RESPONDENT: THE COMMISSIONER OF INCOME-TAX, BIHAR & ORISSA

DATE OF JUDGMENT: 30/11/1960

BENCH: KAPUR, J.L. BENCH: KAPUR, J.L. HIDAYATULLAH, M. SHAH, J.C.

CITATION:  1961 AIR  732            1961 SCR  (2) 790  CITATOR INFO :  R          1965 SC1871  (3)

ACT: Income  Tax--Capital or Revenue receipt--Prospecting licence for  bauxite--Licensee’s  right to  appropriate  samples  in --reasonable  quantities--Grant  of right to  a  Portion  of capital--Payments to licensor--Liability to tax.

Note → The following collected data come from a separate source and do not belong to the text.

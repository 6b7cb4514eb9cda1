//! Core domain types: resources, routing policies, and routing requests.

use chrono::{DateTime, Utc};
use serde::{Deserialize, Serialize};
use std::collections::HashMap;

/// Liveness status of a backend resource, as persisted by the health monitor.
#[derive(Debug, Clone, Copy, PartialEq, Eq, Hash, Serialize, Deserialize)]
#[serde(rename_all = "UPPERCASE")]
pub enum ResourceStatus {
    /// Probe succeeded, resource serves requests.
    Online,
    /// Probe timed out or the transport failed.
    Offline,
    /// Resource answered with a non-success HTTP status.
    Degraded,
    /// Never probed.
    Unknown,
}

impl std::fmt::Display for ResourceStatus {
    fn fmt(&self, f: &mut std::fmt::Formatter<'_>) -> std::fmt::Result {
        match self {
            Self::Online => write!(f, "ONLINE"),
            Self::Offline => write!(f, "OFFLINE"),
            Self::Degraded => write!(f, "DEGRADED"),
            Self::Unknown => write!(f, "UNKNOWN"),
        }
    }
}

/// A backend compute endpoint capable of serving inference requests.
///
/// Owned and mutated by the admin layer; the core reads these records and
/// only ever writes back `status`, `last_health_check`, and probe details
/// inside `settings`.
#[derive(Debug, Clone, Serialize, Deserialize)]
pub struct Resource {
    pub id: String,
    /// Model name served by this endpoint.
    pub name: String,
    /// Provider kind, e.g. "ollama", "openai", "vllm".
    pub provider: String,
    pub url: String,
    pub is_active: bool,
    pub routing_weight: f64,
    /// Requests per minute the endpoint accepts, if limited.
    #[serde(skip_serializing_if = "Option::is_none")]
    pub rate_limit: Option<u32>,
    pub status: ResourceStatus,
    #[serde(skip_serializing_if = "Option::is_none")]
    pub last_health_check: Option<DateTime<Utc>>,
    /// Free-form blob holding the last probe latency and details.
    #[serde(default)]
    pub settings: serde_json::Value,
}

impl Resource {
    /// Create an active resource with UNKNOWN status and defaults.
    pub fn new(
        id: impl Into<String>,
        name: impl Into<String>,
        provider: impl Into<String>,
        url: impl Into<String>,
    ) -> Self {
        Self {
            id: id.into(),
            name: name.into(),
            provider: provider.into(),
            url: url.into(),
            is_active: true,
            routing_weight: 1.0,
            rate_limit: None,
            status: ResourceStatus::Unknown,
            last_health_check: None,
            settings: serde_json::Value::Null,
        }
    }

    /// Per-token cost override from the settings blob, if the admin set one.
    pub fn cost_per_token(&self) -> Option<f64> {
        self.settings.get("cost_per_token").and_then(|v| v.as_f64())
    }
}

/// Category of work a prompt asks for, used to look up model preferences.
#[derive(Debug, Clone, Copy, PartialEq, Eq, Hash, Serialize, Deserialize)]
#[serde(rename_all = "snake_case")]
pub enum PromptType {
    Code,
    Refactor,
    Explain,
    Review,
    Fix,
    Test,
}

impl std::fmt::Display for PromptType {
    fn fmt(&self, f: &mut std::fmt::Formatter<'_>) -> std::fmt::Result {
        match self {
            Self::Code => write!(f, "code"),
            Self::Refactor => write!(f, "refactor"),
            Self::Explain => write!(f, "explain"),
            Self::Review => write!(f, "review"),
            Self::Fix => write!(f, "fix"),
            Self::Test => write!(f, "test"),
        }
    }
}

/// Estimated complexity of a request, driving its token budget.
#[derive(Debug, Clone, Copy, PartialEq, Eq, Hash, Serialize, Deserialize)]
#[serde(rename_all = "snake_case")]
pub enum Complexity {
    Low,
    Medium,
    High,
}

impl Complexity {
    /// Token budget assumed when estimating request cost.
    pub fn token_budget(&self) -> u32 {
        match self {
            Self::Low => 500,
            Self::Medium => 1_500,
            Self::High => 4_000,
        }
    }
}

impl std::fmt::Display for Complexity {
    fn fmt(&self, f: &mut std::fmt::Formatter<'_>) -> std::fmt::Result {
        match self {
            Self::Low => write!(f, "low"),
            Self::Medium => write!(f, "medium"),
            Self::High => write!(f, "high"),
        }
    }
}

/// Scoring weights and preferences governing resource selection.
#[derive(Debug, Clone, Serialize, Deserialize)]
pub struct PolicyRules {
    pub cost_weight: f64,
    pub performance_weight: f64,
    pub availability_weight: f64,
    /// Preferred model-name substrings per prompt type. An empty or missing
    /// list means every model is considered preferred for that type.
    #[serde(default)]
    pub model_preferences: HashMap<PromptType, Vec<String>>,
    #[serde(skip_serializing_if = "Option::is_none")]
    pub max_cost_per_request: Option<f64>,
    #[serde(skip_serializing_if = "Option::is_none")]
    pub preferred_provider: Option<String>,
    /// Additive score for preference matches. Falls back to the crate
    /// default when unset.
    #[serde(skip_serializing_if = "Option::is_none")]
    pub preference_bonus: Option<f64>,
}

/// A named routing policy. Exactly one active policy is authoritative per
/// request unless explicitly overridden by id.
#[derive(Debug, Clone, Serialize, Deserialize)]
pub struct RoutingPolicy {
    pub id: String,
    pub name: String,
    pub description: String,
    pub rules: PolicyRules,
    /// Tie-break for "most applicable policy"; highest wins.
    pub priority: i32,
    pub is_active: bool,
}

impl RoutingPolicy {
    /// Hard-coded fallback used when no active policy exists.
    pub fn default_policy() -> Self {
        let mut model_preferences = HashMap::new();
        model_preferences.insert(
            PromptType::Code,
            vec!["coder".to_string(), "codestral".to_string()],
        );
        model_preferences.insert(PromptType::Fix, vec!["coder".to_string()]);
        model_preferences.insert(
            PromptType::Explain,
            vec!["instruct".to_string(), "chat".to_string()],
        );
        model_preferences.insert(PromptType::Review, vec!["instruct".to_string()]);

        Self {
            id: "default".to_string(),
            name: "default".to_string(),
            description: "Built-in balanced policy".to_string(),
            rules: PolicyRules {
                cost_weight: 0.3,
                performance_weight: 0.4,
                availability_weight: 0.3,
                model_preferences,
                max_cost_per_request: None,
                preferred_provider: None,
                preference_bonus: None,
            },
            priority: 0,
            is_active: true,
        }
    }
}

/// An ephemeral routing request. Never persisted.
#[derive(Debug, Clone, Default, Serialize, Deserialize)]
pub struct RoutingRequest {
    /// Raw prompt content, used for classification when the caller did not
    /// supply an explicit prompt type or complexity.
    pub content: String,
    #[serde(skip_serializing_if = "Option::is_none")]
    pub prompt_type: Option<PromptType>,
    #[serde(skip_serializing_if = "Option::is_none")]
    pub complexity: Option<Complexity>,
    #[serde(skip_serializing_if = "Option::is_none")]
    pub max_cost: Option<f64>,
    #[serde(skip_serializing_if = "Option::is_none")]
    pub preferred_provider: Option<String>,
}

impl RoutingRequest {
    /// Create a request from raw prompt content.
    pub fn new(content: impl Into<String>) -> Self {
        Self {
            content: content.into(),
            ..Default::default()
        }
    }

    /// With an explicit prompt type, skipping classification.
    pub fn with_prompt_type(mut self, prompt_type: PromptType) -> Self {
        self.prompt_type = Some(prompt_type);
        self
    }

    /// With an explicit complexity, skipping estimation.
    pub fn with_complexity(mut self, complexity: Complexity) -> Self {
        self.complexity = Some(complexity);
        self
    }

    /// With a hard cost ceiling.
    pub fn with_max_cost(mut self, max_cost: f64) -> Self {
        self.max_cost = Some(max_cost);
        self
    }

    /// With a hard provider constraint.
    pub fn with_preferred_provider(mut self, provider: impl Into<String>) -> Self {
        self.preferred_provider = Some(provider.into());
        self
    }
}

#[cfg(test)]
mod tests {
    use super::*;

    #[test]
    fn test_resource_defaults() {
        let r = Resource::new("r1", "qwen-coder", "ollama", "http://localhost:11434");
        assert!(r.is_active);
        assert_eq!(r.status, ResourceStatus::Unknown);
        assert!(r.last_health_check.is_none());
        assert!(r.cost_per_token().is_none());
    }

    #[test]
    fn test_cost_per_token_from_settings() {
        let mut r = Resource::new("r1", "m", "ollama", "http://x");
        r.settings = serde_json::json!({ "cost_per_token": 0.00001 });
        assert_eq!(r.cost_per_token(), Some(0.00001));
    }

    #[test]
    fn test_status_serde_uppercase() {
        let json = serde_json::to_string(&ResourceStatus::Degraded).unwrap();
        assert_eq!(json, "\"DEGRADED\"");
        let back: ResourceStatus = serde_json::from_str("\"OFFLINE\"").unwrap();
        assert_eq!(back, ResourceStatus::Offline);
    }

    #[test]
    fn test_token_budgets() {
        assert_eq!(Complexity::Low.token_budget(), 500);
        assert_eq!(Complexity::Medium.token_budget(), 1_500);
        assert_eq!(Complexity::High.token_budget(), 4_000);
    }

    #[test]
    fn test_default_policy_weights() {
        let p = RoutingPolicy::default_policy();
        assert!(p.is_active);
        assert!((p.rules.cost_weight - 0.3).abs() < f64::EPSILON);
        assert!((p.rules.performance_weight - 0.4).abs() < f64::EPSILON);
        assert!((p.rules.availability_weight - 0.3).abs() < f64::EPSILON);
        assert!(p.rules.model_preferences.contains_key(&PromptType::Code));
    }

    #[test]
    fn test_request_builder() {
        let req = RoutingRequest::new("implement a parser")
            .with_complexity(Complexity::High)
            .with_max_cost(0.05)
            .with_preferred_provider("ollama");
        assert_eq!(req.complexity, Some(Complexity::High));
        assert_eq!(req.max_cost, Some(0.05));
        assert_eq!(req.preferred_provider.as_deref(), Some("ollama"));
    }
}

HEADNOTE: In 1945 the appellant who was a Zamindar granted licences to different  parties to prospect bauxite.  Under  the  licence the  licensee  had  the  right to enter  upon  the  land  to prospect,  dig and prove all bauxite lying in or within  the land and to take away and appropriate samples of bauxite  in reasonable   quantities  not  exceeding  100  tons  in   the aggregate.   In  consideration  of  the  premium  paid,  the licensees  could,  at their option, after  giving  necessary notice  and on payment of a further sum, get a mining  lease for a term of thirty years.  The income-tax authorities were of the view that the licensees were not granted any interest in land and that the amounts received by the appellant  from the licensees were revenue receipts and, therefore,  assess- able to income-tax. Held, that on its true construction the transaction of  1945 did  not amount merely to a grant of the use of the  capital of  the  licensor  but was really a grant of a  right  to  a portion  of the capital.  Accordingly, the amounts  received by  the appellant were capital receipts and, therefore,  not liable to income-tax. Raja  Bahadur  Kamakshya  Narain Singh of  Ramgarh  v.  Com- missioner  of Income-tax, Bihar and Orissa, (1943)  L.R.  70 I.A.  180,The Member for the Board of  Agricultural  Income- tax,  Assam  v. Smt.  Sindurani Chaudhurani, [1957]  S  C.R. 1019  and  Commissioner of Income-tax, Bihar and  Orissa  v. Raja  Bahadur Kamakshya Narain Singh, [1946] 14 I.T.R.  738, considered.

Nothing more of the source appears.